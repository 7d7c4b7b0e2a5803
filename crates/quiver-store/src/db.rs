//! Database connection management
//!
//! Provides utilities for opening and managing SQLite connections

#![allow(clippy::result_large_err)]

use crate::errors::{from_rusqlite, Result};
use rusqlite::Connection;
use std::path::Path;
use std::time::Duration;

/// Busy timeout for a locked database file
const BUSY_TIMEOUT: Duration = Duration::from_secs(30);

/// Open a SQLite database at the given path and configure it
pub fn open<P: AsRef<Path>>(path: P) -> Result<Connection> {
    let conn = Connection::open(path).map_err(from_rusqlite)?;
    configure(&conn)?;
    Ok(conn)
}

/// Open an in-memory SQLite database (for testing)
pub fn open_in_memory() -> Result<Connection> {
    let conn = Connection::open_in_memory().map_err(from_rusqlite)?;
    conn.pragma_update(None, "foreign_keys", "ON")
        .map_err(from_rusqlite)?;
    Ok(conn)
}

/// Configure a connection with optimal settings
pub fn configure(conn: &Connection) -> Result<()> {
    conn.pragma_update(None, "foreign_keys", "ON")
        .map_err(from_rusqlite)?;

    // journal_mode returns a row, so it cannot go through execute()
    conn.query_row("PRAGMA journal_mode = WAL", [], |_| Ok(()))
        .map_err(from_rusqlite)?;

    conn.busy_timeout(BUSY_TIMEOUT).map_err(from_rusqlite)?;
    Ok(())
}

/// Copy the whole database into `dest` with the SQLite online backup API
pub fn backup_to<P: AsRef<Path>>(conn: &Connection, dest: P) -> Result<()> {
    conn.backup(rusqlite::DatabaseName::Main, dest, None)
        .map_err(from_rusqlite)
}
* * *
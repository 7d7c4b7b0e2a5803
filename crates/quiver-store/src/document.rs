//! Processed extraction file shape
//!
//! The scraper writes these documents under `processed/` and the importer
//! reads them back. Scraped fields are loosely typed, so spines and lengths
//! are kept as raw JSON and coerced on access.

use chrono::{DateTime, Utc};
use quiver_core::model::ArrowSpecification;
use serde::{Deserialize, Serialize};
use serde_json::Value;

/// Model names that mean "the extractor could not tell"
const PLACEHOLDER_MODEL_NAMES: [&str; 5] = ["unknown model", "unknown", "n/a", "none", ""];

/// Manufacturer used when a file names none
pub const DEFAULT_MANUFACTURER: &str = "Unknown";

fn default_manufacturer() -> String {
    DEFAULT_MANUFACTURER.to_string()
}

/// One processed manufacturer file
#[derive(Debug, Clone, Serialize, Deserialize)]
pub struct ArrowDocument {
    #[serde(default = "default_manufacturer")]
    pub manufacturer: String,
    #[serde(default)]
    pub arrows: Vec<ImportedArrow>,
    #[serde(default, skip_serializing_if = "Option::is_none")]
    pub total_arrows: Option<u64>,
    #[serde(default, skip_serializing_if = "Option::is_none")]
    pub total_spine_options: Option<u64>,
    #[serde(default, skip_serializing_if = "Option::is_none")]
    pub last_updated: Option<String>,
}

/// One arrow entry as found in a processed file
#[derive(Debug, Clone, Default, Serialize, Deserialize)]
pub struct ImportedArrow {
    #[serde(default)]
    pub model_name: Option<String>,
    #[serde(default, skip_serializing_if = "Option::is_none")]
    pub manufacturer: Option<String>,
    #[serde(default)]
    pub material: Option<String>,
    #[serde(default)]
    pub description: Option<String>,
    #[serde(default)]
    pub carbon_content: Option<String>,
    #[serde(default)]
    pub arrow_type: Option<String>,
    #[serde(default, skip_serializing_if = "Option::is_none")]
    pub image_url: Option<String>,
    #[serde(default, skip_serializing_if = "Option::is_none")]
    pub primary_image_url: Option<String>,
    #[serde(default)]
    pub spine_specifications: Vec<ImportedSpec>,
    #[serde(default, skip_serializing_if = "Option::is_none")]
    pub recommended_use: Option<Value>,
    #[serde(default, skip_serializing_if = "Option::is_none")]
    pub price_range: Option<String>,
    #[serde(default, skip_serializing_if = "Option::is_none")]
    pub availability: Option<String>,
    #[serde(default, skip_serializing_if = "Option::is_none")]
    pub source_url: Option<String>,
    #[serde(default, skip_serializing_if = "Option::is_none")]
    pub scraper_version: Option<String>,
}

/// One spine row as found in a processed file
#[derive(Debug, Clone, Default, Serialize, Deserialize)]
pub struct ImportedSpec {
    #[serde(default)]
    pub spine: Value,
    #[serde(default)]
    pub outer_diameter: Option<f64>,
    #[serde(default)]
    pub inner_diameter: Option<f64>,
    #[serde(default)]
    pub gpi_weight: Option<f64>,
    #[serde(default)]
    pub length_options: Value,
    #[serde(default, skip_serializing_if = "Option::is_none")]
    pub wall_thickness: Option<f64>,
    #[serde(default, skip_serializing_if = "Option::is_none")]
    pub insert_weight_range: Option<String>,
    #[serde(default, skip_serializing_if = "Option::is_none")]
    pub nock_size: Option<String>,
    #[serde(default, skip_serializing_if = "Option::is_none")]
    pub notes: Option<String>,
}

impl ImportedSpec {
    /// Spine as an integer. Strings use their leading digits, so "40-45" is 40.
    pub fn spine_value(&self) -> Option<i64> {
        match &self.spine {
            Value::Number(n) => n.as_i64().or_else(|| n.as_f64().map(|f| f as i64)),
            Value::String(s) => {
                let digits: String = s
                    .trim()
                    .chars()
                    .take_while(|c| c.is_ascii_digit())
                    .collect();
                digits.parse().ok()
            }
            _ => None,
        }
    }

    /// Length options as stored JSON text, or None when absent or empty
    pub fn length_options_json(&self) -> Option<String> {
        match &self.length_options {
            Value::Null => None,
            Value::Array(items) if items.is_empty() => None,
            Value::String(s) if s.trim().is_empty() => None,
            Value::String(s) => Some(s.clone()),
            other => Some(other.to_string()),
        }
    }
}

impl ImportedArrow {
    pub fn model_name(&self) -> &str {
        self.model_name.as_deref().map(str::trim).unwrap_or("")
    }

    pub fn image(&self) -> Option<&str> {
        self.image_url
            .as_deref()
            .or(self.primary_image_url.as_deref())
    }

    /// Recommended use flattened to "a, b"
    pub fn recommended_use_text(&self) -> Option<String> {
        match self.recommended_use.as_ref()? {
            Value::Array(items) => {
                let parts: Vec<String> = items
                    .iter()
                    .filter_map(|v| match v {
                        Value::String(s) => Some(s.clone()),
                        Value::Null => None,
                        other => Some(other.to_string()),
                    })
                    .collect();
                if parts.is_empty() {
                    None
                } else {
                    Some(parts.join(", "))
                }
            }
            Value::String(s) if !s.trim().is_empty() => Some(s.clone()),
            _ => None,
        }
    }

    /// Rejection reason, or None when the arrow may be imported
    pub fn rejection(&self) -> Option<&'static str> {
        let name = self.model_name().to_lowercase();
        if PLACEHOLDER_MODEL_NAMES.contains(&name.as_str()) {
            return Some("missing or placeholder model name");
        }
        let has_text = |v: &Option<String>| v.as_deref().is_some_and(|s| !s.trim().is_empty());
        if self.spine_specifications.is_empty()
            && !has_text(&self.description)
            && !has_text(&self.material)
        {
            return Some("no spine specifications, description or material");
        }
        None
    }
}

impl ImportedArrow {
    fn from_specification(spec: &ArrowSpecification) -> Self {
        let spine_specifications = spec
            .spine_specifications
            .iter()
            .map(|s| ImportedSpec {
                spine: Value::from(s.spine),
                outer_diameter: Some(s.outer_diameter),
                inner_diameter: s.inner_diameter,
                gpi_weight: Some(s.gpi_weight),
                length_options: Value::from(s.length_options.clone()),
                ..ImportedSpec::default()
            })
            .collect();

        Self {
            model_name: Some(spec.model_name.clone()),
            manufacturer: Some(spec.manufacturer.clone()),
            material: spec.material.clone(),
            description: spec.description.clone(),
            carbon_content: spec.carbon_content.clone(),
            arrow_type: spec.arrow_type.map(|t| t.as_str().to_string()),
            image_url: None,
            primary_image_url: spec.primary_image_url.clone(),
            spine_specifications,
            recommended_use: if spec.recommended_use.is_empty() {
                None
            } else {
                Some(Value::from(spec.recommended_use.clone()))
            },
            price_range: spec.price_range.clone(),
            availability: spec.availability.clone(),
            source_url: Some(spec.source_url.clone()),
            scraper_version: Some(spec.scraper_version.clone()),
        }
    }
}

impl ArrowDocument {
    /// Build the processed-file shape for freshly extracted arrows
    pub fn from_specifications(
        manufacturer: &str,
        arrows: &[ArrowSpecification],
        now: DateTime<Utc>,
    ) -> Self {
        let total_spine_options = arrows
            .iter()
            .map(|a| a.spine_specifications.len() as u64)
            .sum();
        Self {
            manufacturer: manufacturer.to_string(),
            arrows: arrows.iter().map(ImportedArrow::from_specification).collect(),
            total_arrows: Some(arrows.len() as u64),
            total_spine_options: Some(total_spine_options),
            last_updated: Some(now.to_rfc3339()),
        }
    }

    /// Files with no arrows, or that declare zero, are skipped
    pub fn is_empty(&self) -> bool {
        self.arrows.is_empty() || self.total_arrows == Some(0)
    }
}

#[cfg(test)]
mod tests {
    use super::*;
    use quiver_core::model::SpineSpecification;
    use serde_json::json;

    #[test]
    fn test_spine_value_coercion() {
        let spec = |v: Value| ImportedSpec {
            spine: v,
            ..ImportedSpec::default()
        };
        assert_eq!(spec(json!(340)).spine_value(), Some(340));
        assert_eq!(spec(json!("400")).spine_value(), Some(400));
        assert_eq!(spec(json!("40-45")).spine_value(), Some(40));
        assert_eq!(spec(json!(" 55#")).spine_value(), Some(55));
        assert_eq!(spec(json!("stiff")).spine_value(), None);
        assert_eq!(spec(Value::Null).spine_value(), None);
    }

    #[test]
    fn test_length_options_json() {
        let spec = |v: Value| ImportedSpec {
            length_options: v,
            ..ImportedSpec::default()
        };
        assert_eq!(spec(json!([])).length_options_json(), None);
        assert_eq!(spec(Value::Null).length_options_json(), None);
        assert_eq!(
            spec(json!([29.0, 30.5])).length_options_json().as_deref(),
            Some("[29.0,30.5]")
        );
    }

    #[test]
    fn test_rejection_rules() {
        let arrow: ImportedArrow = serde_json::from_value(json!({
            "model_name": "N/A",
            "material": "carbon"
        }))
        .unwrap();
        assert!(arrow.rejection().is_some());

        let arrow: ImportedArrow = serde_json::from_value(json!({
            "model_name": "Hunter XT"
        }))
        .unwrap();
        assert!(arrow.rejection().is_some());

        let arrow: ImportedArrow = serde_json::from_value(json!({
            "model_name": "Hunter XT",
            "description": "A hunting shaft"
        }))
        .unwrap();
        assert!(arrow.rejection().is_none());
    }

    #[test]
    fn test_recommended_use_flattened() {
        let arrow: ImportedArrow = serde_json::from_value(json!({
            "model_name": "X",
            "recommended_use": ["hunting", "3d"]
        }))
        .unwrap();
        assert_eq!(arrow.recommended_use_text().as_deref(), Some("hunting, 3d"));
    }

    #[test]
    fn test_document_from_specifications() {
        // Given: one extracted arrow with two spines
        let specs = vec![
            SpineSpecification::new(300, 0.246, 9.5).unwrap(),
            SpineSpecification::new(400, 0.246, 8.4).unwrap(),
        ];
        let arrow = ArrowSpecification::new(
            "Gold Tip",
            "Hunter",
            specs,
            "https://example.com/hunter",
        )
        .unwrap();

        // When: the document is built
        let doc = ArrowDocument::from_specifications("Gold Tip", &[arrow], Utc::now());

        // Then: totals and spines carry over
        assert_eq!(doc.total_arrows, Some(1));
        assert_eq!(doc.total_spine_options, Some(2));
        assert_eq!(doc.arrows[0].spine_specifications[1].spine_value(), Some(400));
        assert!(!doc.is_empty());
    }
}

WHAT IS BEING ASKED: Each line of the records that holds the word "extracted" should be copied out.

COMPLETED EXERCISE:
    /// Build the processed-file shape for freshly extracted arrows
        // Given: one extracted arrow with two spines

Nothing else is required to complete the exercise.